I have pretrain model like resnet50, I want to retrain for new data
in keras, I do following, how to do it in pytorch:
for layer in base_model.layers:
if not isinstance(layer, layers.BatchNormalization): layer.trainable = False
How to iterator every layers in pytorch model to find out nn.BatchNorm2d?

You could filter out the batch norm layers and set the requires_grad attribute of all other parameters to False:

model = models.resnet18()

def freeze_all_but_bn(m):
    if not isinstance(m, torch.nn.modules.batchnorm._BatchNorm):
        if hasattr(m, 'weight') and m.weight is not None:
            m.weight.requires_grad_(False)
        if hasattr(m, 'bias') and m.bias is not None:
            m.bias.requires_grad_(False)
              
model.apply(freeze_all_but_bn)
print(model.fc.weight.requires_grad)
> False
print(model.layer4[1].bn2.weight.requires_grad)
> True

This code should make sure, that no BatchNorm layer will accidentally be manipulated in the recursive function.

1 Like

Hello,

Is there any way for using apply method for only train the last 10 layers?
My current solution is to reversely walk through each layer and set the gradient=True, but I want to see if there is any more clear way to do that? The problem with my own solution is that I have to know the name of blocks of each model fo rexample Resnet has models.resnet.BasicBlock.

I don’t think there is a universal approach to get the “last 10 layers”, as it would depend on the model implementation and in particular the module creation.
E.g. if you could make sure the layers are initialized in a sequential manner, you could try to use a count to filter out the desired modules.

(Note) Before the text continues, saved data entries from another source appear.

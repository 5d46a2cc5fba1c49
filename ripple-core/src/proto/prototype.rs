//! Prototype and Instance
//!
//! A Prototype is an ordered map of members (methods, signals, properties)
//! with an optional base prototype; member lookup walks the chain. An
//! Instance shares its prototype and carries its own field map.
//!
//! The member value type is [`serde_json::Value`]: this layer is
//! dynamically typed by nature, and a JSON value is the established
//! dynamic value in this codebase.
//!
//! # Sharing
//!
//! Runner members (signals, properties) live on the prototype and are
//! therefore shared between every instance constructed from it.
//! Per-instance state belongs in instance fields.

use std::fmt::Debug;
use std::sync::{Arc, RwLock};

use indexmap::IndexMap;
use serde_json::Value;

use crate::error::Error;
use crate::runner::{Property, Signal};

/// A method bound to the prototype chain. Receives the instance it was
/// invoked on and the call arguments.
pub type Method = Arc<dyn Fn(&Instance, &[Value]) -> Value + Send + Sync>;

/// A member of a prototype.
pub enum Member {
    /// A callable method.
    Method(Method),
    /// An event channel shared by the prototype's instances.
    Signal(Signal<Value>),
    /// A change-suppressed value shared by the prototype's instances.
    Property(Property<Value>),
}

impl Clone for Member {
    fn clone(&self) -> Self {
        match self {
            Member::Method(method) => Member::Method(Arc::clone(method)),
            Member::Signal(signal) => Member::Signal(signal.clone()),
            Member::Property(property) => Member::Property(property.clone()),
        }
    }
}

impl Debug for Member {
    fn fmt(&self, f: &mut std::fmt::Formatter<'_>) -> std::fmt::Result {
        let kind = match self {
            Member::Method(_) => "Method",
            Member::Signal(_) => "Signal",
            Member::Property(_) => "Property",
        };
        f.write_str(kind)
    }
}

/// An ordered member map with an optional base prototype.
pub struct Prototype {
    members: IndexMap<String, Member>,
    base: Option<Arc<Prototype>>,
}

impl Prototype {
    pub(crate) fn new(base: Option<Arc<Prototype>>) -> Self {
        Self {
            members: IndexMap::new(),
            base,
        }
    }

    /// Define a method on this prototype, shadowing any base member of
    /// the same name.
    pub fn set_method<F>(&mut self, name: &str, method: F)
    where
        F: Fn(&Instance, &[Value]) -> Value + Send + Sync + 'static,
    {
        self.members
            .insert(name.to_owned(), Member::Method(Arc::new(method)));
    }

    /// Define a signal member. Returns a handle to it.
    pub fn set_signal(&mut self, name: &str) -> Signal<Value> {
        let signal = Signal::new();
        self.members
            .insert(name.to_owned(), Member::Signal(signal.clone()));
        signal
    }

    /// Define a property member, optionally with a default value.
    /// Returns a handle to it.
    pub fn set_property(&mut self, name: &str, default: Option<Value>) -> Property<Value> {
        let property = match default {
            Some(value) => Property::with_default(value),
            None => Property::new(),
        };
        self.members
            .insert(name.to_owned(), Member::Property(property.clone()));
        property
    }

    /// Look up a member, walking the prototype chain.
    pub fn member(&self, name: &str) -> Option<&Member> {
        self.members
            .get(name)
            .or_else(|| self.base.as_ref().and_then(|base| base.member(name)))
    }

    /// Look up a method, walking the prototype chain.
    ///
    /// Returning the `Arc` lets a deriving prototype capture its base's
    /// implementation for explicit super-dispatch.
    pub fn method(&self, name: &str) -> Option<Method> {
        match self.member(name) {
            Some(Member::Method(method)) => Some(Arc::clone(method)),
            _ => None,
        }
    }

    /// The immediate base prototype, if any.
    pub fn base(&self) -> Option<&Prototype> {
        self.base.as_deref()
    }

    /// The number of members defined directly on this prototype.
    pub fn own_len(&self) -> usize {
        self.members.len()
    }
}

impl Debug for Prototype {
    fn fmt(&self, f: &mut std::fmt::Formatter<'_>) -> std::fmt::Result {
        f.debug_struct("Prototype")
            .field("members", &self.members.keys().collect::<Vec<_>>())
            .field("has_base", &self.base.is_some())
            .finish()
    }
}

/// An object sharing a prototype chain, with its own field map.
pub struct Instance {
    proto: Arc<Prototype>,
    fields: RwLock<IndexMap<String, Value>>,
}

impl Instance {
    pub(crate) fn new(proto: Arc<Prototype>) -> Self {
        Self {
            proto,
            fields: RwLock::new(IndexMap::new()),
        }
    }

    /// Invoke a method from the prototype chain.
    pub fn invoke(&self, name: &str, args: &[Value]) -> Result<Value, Error> {
        let method = self
            .proto
            .method(name)
            .ok_or_else(|| Error::UnknownMethod(name.to_owned()))?;
        Ok(method(self, args))
    }

    /// Look up a signal member from the prototype chain.
    pub fn signal(&self, name: &str) -> Result<Signal<Value>, Error> {
        match self.proto.member(name) {
            Some(Member::Signal(signal)) => Ok(signal.clone()),
            Some(_) => Err(Error::MemberKind(name.to_owned(), "signal")),
            None => Err(Error::UnknownMember(name.to_owned())),
        }
    }

    /// Look up a property member from the prototype chain.
    pub fn property(&self, name: &str) -> Result<Property<Value>, Error> {
        match self.proto.member(name) {
            Some(Member::Property(property)) => Ok(property.clone()),
            Some(_) => Err(Error::MemberKind(name.to_owned(), "property")),
            None => Err(Error::UnknownMember(name.to_owned())),
        }
    }

    /// Read an instance field.
    pub fn get(&self, name: &str) -> Option<Value> {
        self.fields
            .read()
            .expect("fields lock poisoned")
            .get(name)
            .cloned()
    }

    /// Write an instance field.
    pub fn set(&self, name: &str, value: Value) {
        self.fields
            .write()
            .expect("fields lock poisoned")
            .insert(name.to_owned(), value);
    }

    /// Access the shared prototype.
    pub fn prototype(&self) -> &Prototype {
        &self.proto
    }
}

impl Debug for Instance {
    fn fmt(&self, f: &mut std::fmt::Formatter<'_>) -> std::fmt::Result {
        f.debug_struct("Instance")
            .field(
                "fields",
                &self
                    .fields
                    .read()
                    .expect("fields lock poisoned")
                    .keys()
                    .collect::<Vec<_>>(),
            )
            .finish()
    }
}

#[cfg(test)]
mod tests {
    use super::*;
    use serde_json::json;

    #[test]
    fn member_lookup_walks_the_chain() {
        let mut base = Prototype::new(None);
        base.set_method("greet", |_, _| json!("hello"));

        let mut derived = Prototype::new(Some(Arc::new(base)));
        derived.set_method("shout", |_, _| json!("HELLO"));

        assert!(derived.method("greet").is_some());
        assert!(derived.method("shout").is_some());
        assert!(derived.method("missing").is_none());
    }

    #[test]
    fn derived_members_shadow_base_members() {
        let mut base = Prototype::new(None);
        base.set_method("value", |_, _| json!(1));

        let mut derived = Prototype::new(Some(Arc::new(base)));
        derived.set_method("value", |_, _| json!(2));

        let instance = Instance::new(Arc::new(derived));
        assert_eq!(instance.invoke("value", &[]).unwrap(), json!(2));
    }

    #[test]
    fn instance_fields_are_per_instance() {
        let proto = Arc::new(Prototype::new(None));
        let first = Instance::new(proto.clone());
        let second = Instance::new(proto);

        first.set("name", json!("a"));
        assert_eq!(first.get("name"), Some(json!("a")));
        assert_eq!(second.get("name"), None);
    }

    #[test]
    fn wrong_member_kind_is_an_error() {
        let mut proto = Prototype::new(None);
        proto.set_signal("changed");

        let instance = Instance::new(Arc::new(proto));
        assert!(matches!(
            instance.property("changed"),
            Err(Error::MemberKind(_, _))
        ));
        assert!(instance.signal("changed").is_ok());
    }
}
//! Dispatch Primitives
//!
//! This module implements the core dispatch system: runners, signals,
//! properties, lists, and tasks. These primitives form the foundation of
//! Ripple's reactivity.
//!
//! # Concepts
//!
//! ## Runners
//!
//! A Runner wraps an operation so that invoking it automatically notifies
//! registered observers with the call's result. Veto guards can block a
//! call before the operation runs, and a one-shot lock can suppress a
//! single dispatch. Everything else in this module is a runner with a
//! specialized operation.
//!
//! ## Signals
//!
//! A Signal is a runner over the identity function: a pure event channel
//! with optional last-value replay for late subscribers.
//!
//! ## Properties and Lists
//!
//! A Property stores a value and dispatches only on genuine change; reads
//! never dispatch. A List stores an ordered sequence and re-dispatches the
//! whole sequence when it changes.
//!
//! ## Tasks
//!
//! A Task completes asynchronously through an injected completion signal,
//! with optional last-call-wins throttling and burst coalescing.
//!
//! # Implementation Notes
//!
//! All handles are cheap clones over shared state, so the same runner can
//! be held by producers and consumers alike. Dispatch is fully
//! synchronous; asynchrony enters only through the Task completion
//! signals, driven by a host-provided scheduling primitive.

mod actions;
mod core;
mod hook;
mod list;
mod property;
mod signal;
mod task;

pub use actions::Actions;
pub use hook::{Guard, Hook, HookId};
pub use list::List;
pub use property::{Property, Slot};
pub use self::core::{Dispatch, Runner, SuperOp};
pub use signal::Signal;
pub use task::Task;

However, if the initialization is unordered, you could easily run into errors as seen here:

def weight_init(m):
    if isinstance(m, nn.Linear):
        print(m.weight.shape[0])


class MyModel(nn.Module):
    def __init__(self):
        super(MyModel, self).__init__()
        self.fc1 = nn.Linear(1, 1)
        self.fc2 = nn.Linear(1, 2)
        self.fc3 = nn.Linear(2, 3)
        self.fc4 = nn.Linear(3, 4)
    
    def forward(self, x):
        x = self.fc1(x)
        x = self.fc2(x)
        x = self.fc3(x)
        x = self.fc4(x)
        return x

model = MyModel()
model.apply(weight_init)
> 1
  2
  3
  4

class MyModelUnord(nn.Module):
    def __init__(self):
        super(MyModelUnord, self).__init__()
        self.fc4 = nn.Linear(3, 4)
        self.fc2 = nn.Linear(1, 2)
        self.fc1 = nn.Linear(1, 1)
        self.fc3 = nn.Linear(2, 3)
        
    
    def forward(self, x):
        x = self.fc1(x)
        x = self.fc2(x)
        x = self.fc3(x)
        x = self.fc4(x)
        return x

model = MyModelUnord()
model.apply(weight_init)
> 4
  2
  1
  3

If you are writing a custom modules, you could create submodules, which define a “unit” and could be frozen in a single operation. On the other hand, if you are working with model definitions created by other users, I would recommend to apply a more manual approach and make sure you are freezing the desired modules.